MBOAT7 rs641738 Variant Is Not Associated with an Increased Risk of Hepatocellular Carcinoma in a Latin American Cohort.

BACKGROUND: The rs641738 C > T single-nucleotide polymorphism of MBOAT7 has been associated with hepatocellular carcinoma (HCC) and nonalcoholic fatty liver disease (NAFLD). Latin Americans have high rates of HCC and NAFLD, but no assessment between MBOAT7 and HCC has been performed in this population. AIMS: We provide the first assessment of the impact of MBOAT7 on HCC risk in Latin Americans.
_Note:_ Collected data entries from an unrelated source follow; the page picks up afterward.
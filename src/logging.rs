//! File-backed `log` sink.
//!
//! The terminal is owned by the UI while the game runs, so log records go to
//! a file chosen with `--log-file`. Without one, no logger is installed and
//! every `log` macro is a no-op.

use std::fs::{File, OpenOptions};
use std::io::{self, BufWriter, Write};
use std::path::Path;
use std::sync::Mutex;

use chrono::{DateTime, Local};
use log::{LevelFilter, Log, Metadata, Record};

pub struct FileLogger {
    level: LevelFilter,
    writer: Mutex<BufWriter<File>>,
}

impl FileLogger {
    /// Open (append) the log file at `path`.
    pub fn open(path: &Path, level: LevelFilter) -> io::Result<Self> {
        let file = OpenOptions::new().create(true).append(true).open(path)?;
        Ok(Self {
            level,
            writer: Mutex::new(BufWriter::new(file)),
        })
    }
}

impl Log for FileLogger {
    fn enabled(&self, metadata: &Metadata) -> bool {
        metadata.level() <= self.level
    }

    fn log(&self, record: &Record) {
        if !self.enabled(record.metadata()) {
            return;
        }

        let line = format_line(Local::now(), record);
        if let Ok(mut writer) = self.writer.lock() {
            let _ = writeln!(writer, "{}", line);
            let _ = writer.flush();
        }
    }

    fn flush(&self) {
        if let Ok(mut writer) = self.writer.lock() {
            let _ = writer.flush();
        }
    }
}

fn format_line(timestamp: DateTime<Local>, record: &Record) -> String {
    format!(
        "{} {:<5} [{}] {}",
        timestamp.format("%Y-%m-%d %H:%M:%S%.3f"),
        record.level(),
        record.target(),
        record.args()
    )
}

/// Install a [`FileLogger`] as the global logger.
///
/// Fails if the file cannot be opened or a logger is already installed.
pub fn init(path: &Path, level: LevelFilter) -> io::Result<()> {
    let logger = FileLogger::open(path, level)?;
    log::set_boxed_logger(Box::new(logger)).map_err(io::Error::other)?;
    log::set_max_level(level);
    Ok(())
}

#[cfg(test)]
mod tests {
    use super::*;
    use chrono::TimeZone;
    use log::Level;

    fn temp_log_path(name: &str) -> std::path::PathBuf {
        std::env::temp_dir().join(format!("sweep_{}_{}.log", name, std::process::id()))
    }

    #[test]
    fn test_format_line() {
        let timestamp = Local.with_ymd_and_hms(2024, 3, 9, 14, 5, 7).unwrap();
        let line = format_line(
            timestamp,
            &Record::builder()
                .args(format_args!("New game"))
                .level(Level::Info)
                .target("sweep::session")
                .build(),
        );
        assert_eq!(line, "2024-03-09 14:05:07.000 INFO  [sweep::session] New game");
    }

    #[test]
    fn test_logger_respects_level() {
        let path = temp_log_path("level");
        let _ = std::fs::remove_file(&path);
        let logger = FileLogger::open(&path, LevelFilter::Warn).unwrap();

        logger.log(
            &Record::builder()
                .args(format_args!("kept"))
                .level(Level::Warn)
                .build(),
        );
        logger.log(
            &Record::builder()
                .args(format_args!("dropped"))
                .level(Level::Debug)
                .build(),
        );
        logger.flush();

        let contents = std::fs::read_to_string(&path).unwrap();
        assert!(contents.contains("kept"));
        assert!(!contents.contains("dropped"));
        let _ = std::fs::remove_file(&path);
    }

    #[test]
    fn test_open_fails_for_missing_directory() {
        let path = std::env::temp_dir()
            .join("sweep_missing_dir_for_logs")
            .join("nested")
            .join("sweep.log");
        assert!(FileLogger::open(&path, LevelFilter::Info).is_err());
    }
}
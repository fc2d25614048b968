//! The minesweeper board: grid ownership, mine placement, reveal and flag rules.

pub mod logic;
mod types;

pub use logic::{
    calculate_adjacent_counts, get_neighbors, place_mines, reveal_all_mines, reveal_at,
    toggle_flag,
};
pub use types::{Board, Cell, GameResult, RevealOutcome};
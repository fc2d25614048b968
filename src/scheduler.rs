//! Frame-paced flood fill.
//!
//! Revealing a cell with no adjacent mines doesn't recurse into its
//! neighbors. They are queued here instead and the session drains one task
//! per tick, so a large empty region opens as a visible ripple and the work
//! done in any single frame stays bounded.

use std::collections::{HashSet, VecDeque};

use crate::board::{self, Board, RevealOutcome};

/// FIFO queue of cells waiting to be revealed.
#[derive(Debug, Clone, Default)]
pub struct RevealScheduler {
    queue: VecDeque<(usize, usize)>,
    /// Cells currently in `queue`, so a cell bordering two empty cells is only queued once.
    pending: HashSet<(usize, usize)>,
}

impl RevealScheduler {
    pub fn new() -> Self {
        Self::default()
    }

    /// Queue a cell for reveal. Cells already waiting are not queued again.
    pub fn enqueue(&mut self, row: usize, col: usize) {
        if self.pending.insert((row, col)) {
            self.queue.push_back((row, col));
        }
    }

    /// Pop the oldest task and reveal it on `board`.
    ///
    /// Returns the cell and the reveal outcome, or `None` if nothing is queued.
    pub fn drain_one(&mut self, board: &mut Board) -> Option<((usize, usize), RevealOutcome)> {
        let (row, col) = self.queue.pop_front()?;
        self.pending.remove(&(row, col));
        let outcome = board::reveal_at(board, self, row, col);
        Some(((row, col), outcome))
    }

    /// Drop every pending task.
    pub fn clear(&mut self) {
        self.queue.clear();
        self.pending.clear();
    }

    pub fn len(&self) -> usize {
        self.queue.len()
    }

    pub fn is_empty(&self) -> bool {
        self.queue.is_empty()
    }

    /// Next cell to be revealed, if any.
    pub fn peek(&self) -> Option<(usize, usize)> {
        self.queue.front().copied()
    }
}

#[cfg(test)]
mod tests {
    use super::*;

    #[test]
    fn test_fifo_order() {
        let mut scheduler = RevealScheduler::new();
        scheduler.enqueue(1, 1);
        scheduler.enqueue(2, 2);
        scheduler.enqueue(3, 3);

        assert_eq!(scheduler.len(), 3);
        assert_eq!(scheduler.peek(), Some((1, 1)));

        let mut board = Board::with_mines(5, &[(5, 5), (5, 4), (4, 5), (4, 4)]);
        let (first, _) = scheduler.drain_one(&mut board).unwrap();
        let (second, _) = scheduler.drain_one(&mut board).unwrap();
        assert_eq!(first, (1, 1));
        assert_eq!(second, (2, 2));
    }

    #[test]
    fn test_duplicate_enqueue_is_ignored() {
        let mut scheduler = RevealScheduler::new();
        scheduler.enqueue(2, 3);
        scheduler.enqueue(2, 3);
        assert_eq!(scheduler.len(), 1);
    }

    #[test]
    fn test_drain_empty_returns_none() {
        let mut scheduler = RevealScheduler::new();
        let mut board = Board::new(3);
        assert!(scheduler.drain_one(&mut board).is_none());
    }

    #[test]
    fn test_drain_one_reveals_single_cell() {
        let mut board = Board::with_mines(3, &[(1, 1)]);
        let mut scheduler = RevealScheduler::new();
        scheduler.enqueue(2, 2);
        scheduler.enqueue(2, 3);

        let drained = scheduler.drain_one(&mut board);

        assert_eq!(drained, Some(((2, 2), RevealOutcome::Revealed)));
        assert!(board.cell_at(2, 2).revealed);
        assert!(!board.cell_at(2, 3).revealed);
        assert_eq!(scheduler.len(), 1);
    }

    #[test]
    fn test_drained_cell_can_be_queued_again() {
        let mut board = Board::with_mines(3, &[(1, 1)]);
        let mut scheduler = RevealScheduler::new();
        scheduler.enqueue(2, 2);
        scheduler.drain_one(&mut board);

        scheduler.enqueue(2, 2);
        assert_eq!(
            scheduler.drain_one(&mut board),
            Some(((2, 2), RevealOutcome::AlreadyHandled))
        );
    }

    #[test]
    fn test_flood_fill_drains_whole_region() {
        // Single mine in the corner: everything else is reachable from (1, 1)
        let mut board = Board::with_mines(6, &[(6, 6)]);
        let mut scheduler = RevealScheduler::new();

        board::reveal_at(&mut board, &mut scheduler, 1, 1);

        let mut ticks = 0;
        let mut last = RevealOutcome::Revealed;
        while let Some((_, outcome)) = scheduler.drain_one(&mut board) {
            ticks += 1;
            last = outcome;
            assert!(ticks <= 36, "flood fill did not terminate");
        }

        assert_eq!(last, RevealOutcome::RevealedWin);
        assert_eq!(board.revealed_count(), 35);
        assert!(!board.cell_at(6, 6).revealed);
    }

    #[test]
    fn test_clear() {
        let mut scheduler = RevealScheduler::new();
        scheduler.enqueue(1, 1);
        scheduler.enqueue(1, 2);
        scheduler.clear();

        assert!(scheduler.is_empty());
        assert_eq!(scheduler.peek(), None);

        // Previously pending cells are accepted again after a clear
        scheduler.enqueue(1, 1);
        assert_eq!(scheduler.len(), 1);
    }
}
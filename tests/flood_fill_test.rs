//! Integration test: Mine placement and the tick-driven reveal cascade
//!
//! Drives the board and scheduler directly, with seeded placement, to check
//! the safe first click, adjacency counts and flood-fill termination.

use rand::SeedableRng;
use rand_chacha::ChaCha8Rng;
use sweep::board::{get_neighbors, place_mines, reveal_at, toggle_flag, Board, RevealOutcome};
use sweep::scheduler::RevealScheduler;

/// Drain the scheduler one task per tick until it is empty.
/// Returns the number of ticks taken.
fn drain(board: &mut Board, scheduler: &mut RevealScheduler) -> usize {
    let mut ticks = 0;
    while scheduler.drain_one(board).is_some() {
        ticks += 1;
        assert!(
            ticks <= board.total_cells(),
            "cascade did not terminate within size^2 ticks"
        );
    }
    ticks
}

// =============================================================================
// Mine Placement
// =============================================================================

#[test]
fn test_first_click_neighborhood_is_always_clear() {
    for seed in 0..50u64 {
        let mut rng = ChaCha8Rng::seed_from_u64(seed);
        let mut board = Board::new(8);
        let (row, col) = (1 + (seed as usize % 8), 1 + (seed as usize * 3 % 8));

        place_mines(&mut board, 20, row, col, &mut rng);

        assert_eq!(board.mine_count(), 20);
        let placed = board.cells().filter(|(_, cell)| cell.has_mine).count();
        assert_eq!(placed, 20, "seed {}", seed);
        assert!(!board.cell_at(row, col).has_mine);
        for (n_row, n_col) in get_neighbors(row, col, 8) {
            assert!(
                !board.cell_at(n_row, n_col).has_mine,
                "seed {} placed a mine next to the first click",
                seed
            );
        }
    }
}

#[test]
fn test_adjacency_matches_neighbor_mines() {
    let mut rng = ChaCha8Rng::seed_from_u64(7);
    let mut board = Board::new(12);
    place_mines(&mut board, 30, 6, 6, &mut rng);

    for ((row, col), cell) in board.cells() {
        if cell.has_mine {
            continue;
        }
        let expected = get_neighbors(row, col, 12)
            .into_iter()
            .filter(|&(r, c)| board.cell_at(r, c).has_mine)
            .count();
        assert_eq!(cell.adjacent_mines as usize, expected, "cell ({}, {})", row, col);
    }
}

#[test]
fn test_corner_first_click_on_small_board() {
    // 5x5 with a corner click excludes only 4 cells, leaving 21 candidates
    let mut rng = ChaCha8Rng::seed_from_u64(3);
    let mut board = Board::new(5);
    place_mines(&mut board, 21, 1, 1, &mut rng);

    assert_eq!(board.mine_count(), 21);
    assert!(!board.cell_at(1, 1).has_mine);
    assert!(!board.cell_at(2, 2).has_mine);
}

// =============================================================================
// Flood Fill
// =============================================================================

#[test]
fn test_cascade_clears_zero_region_and_border() {
    let mut rng = ChaCha8Rng::seed_from_u64(99);
    let mut board = Board::new(16);
    let mut scheduler = RevealScheduler::new();
    place_mines(&mut board, 25, 8, 8, &mut rng);

    reveal_at(&mut board, &mut scheduler, 8, 8);
    drain(&mut board, &mut scheduler);

    // Every revealed zero has all of its neighbors revealed
    for ((row, col), cell) in board.cells() {
        if cell.revealed && cell.adjacent_mines == 0 {
            for (n_row, n_col) in get_neighbors(row, col, 16) {
                assert!(board.cell_at(n_row, n_col).revealed);
            }
        }
        assert!(!(cell.revealed && cell.has_mine));
    }
}

#[test]
fn test_empty_board_clears_in_one_cascade() {
    let mut board = Board::with_mines(10, &[]);
    let mut scheduler = RevealScheduler::new();

    assert_eq!(
        reveal_at(&mut board, &mut scheduler, 5, 5),
        RevealOutcome::Revealed
    );
    let ticks = drain(&mut board, &mut scheduler);

    assert_eq!(ticks, 99);
    assert!(board.is_won());
    assert_eq!(board.revealed_count(), 100);
}

#[test]
fn test_single_mine_board_is_won_by_cascade() {
    let mut board = Board::with_mines(10, &[(10, 10)]);
    let mut scheduler = RevealScheduler::new();

    assert_eq!(reveal_at(&mut board, &mut scheduler, 1, 1), RevealOutcome::Revealed);
    let ticks = drain(&mut board, &mut scheduler);

    assert!(ticks >= 98);
    assert!(board.is_won());
    assert!(!board.cell_at(10, 10).revealed);
}

#[test]
fn test_flags_block_the_cascade() {
    let mut board = Board::with_mines(6, &[(6, 6)]);
    let mut scheduler = RevealScheduler::new();
    assert_eq!(toggle_flag(&mut board, 3, 3), Some(true));

    reveal_at(&mut board, &mut scheduler, 1, 1);
    drain(&mut board, &mut scheduler);

    assert!(!board.cell_at(3, 3).revealed);
    assert!(board.cell_at(3, 3).flagged);
    assert!(!board.is_won());
    assert_eq!(board.revealed_count(), board.safe_cell_count() - 1);

    // Unflag and reveal the last safe cell by hand
    assert_eq!(toggle_flag(&mut board, 3, 3), Some(false));
    assert_eq!(
        reveal_at(&mut board, &mut scheduler, 3, 3),
        RevealOutcome::RevealedWin
    );
}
METHODS: Patients were prospectively recruited into the ESCALON network, designed to collect samples from Latin American patients with HCC in 6 South American countries (Argentina, Ecuador, Brazil, Chile, Peru, and Colombia). A European cohort and the general Hispanic population of gnomAD database were included for comparison. Associations between HCC and MBOAT7 were evaluated using logistic regression. RESULTS: In total, 310 cases of HCC and 493 cases of cirrhosis without HCC were assessed. The MBOAT7 TT genotype was not predictive of HCC in Latin Americans (TT vs CC OR adjusted = 1.15, 95% CI 0.66-2.01, p = 0.610) or Europeans (TT vs CC OR adjusted = 1.20, 95% CI 0.59-2.43, p = 0.621). No significant association was noted on subgroup analysis for NAFLD, viral hepatitis, or alcohol-related liver disease. The TT genotype was increased in the NAFLD-cirrhosis cohort of Latin Americans compared to a non-cirrhotic NAFLD cohort (TT vs CC + CT OR = 2.75, 95% CI 1.10-6.87, p = 0.031). CONCLUSION: The rs631738 C > T allele of MBOAT7 was not associated with increased risk of HCC in Latin Americans or Europeans. An increase in the risk of cirrhosis was noted with the TT genotype in Latin Americans with NAFLD.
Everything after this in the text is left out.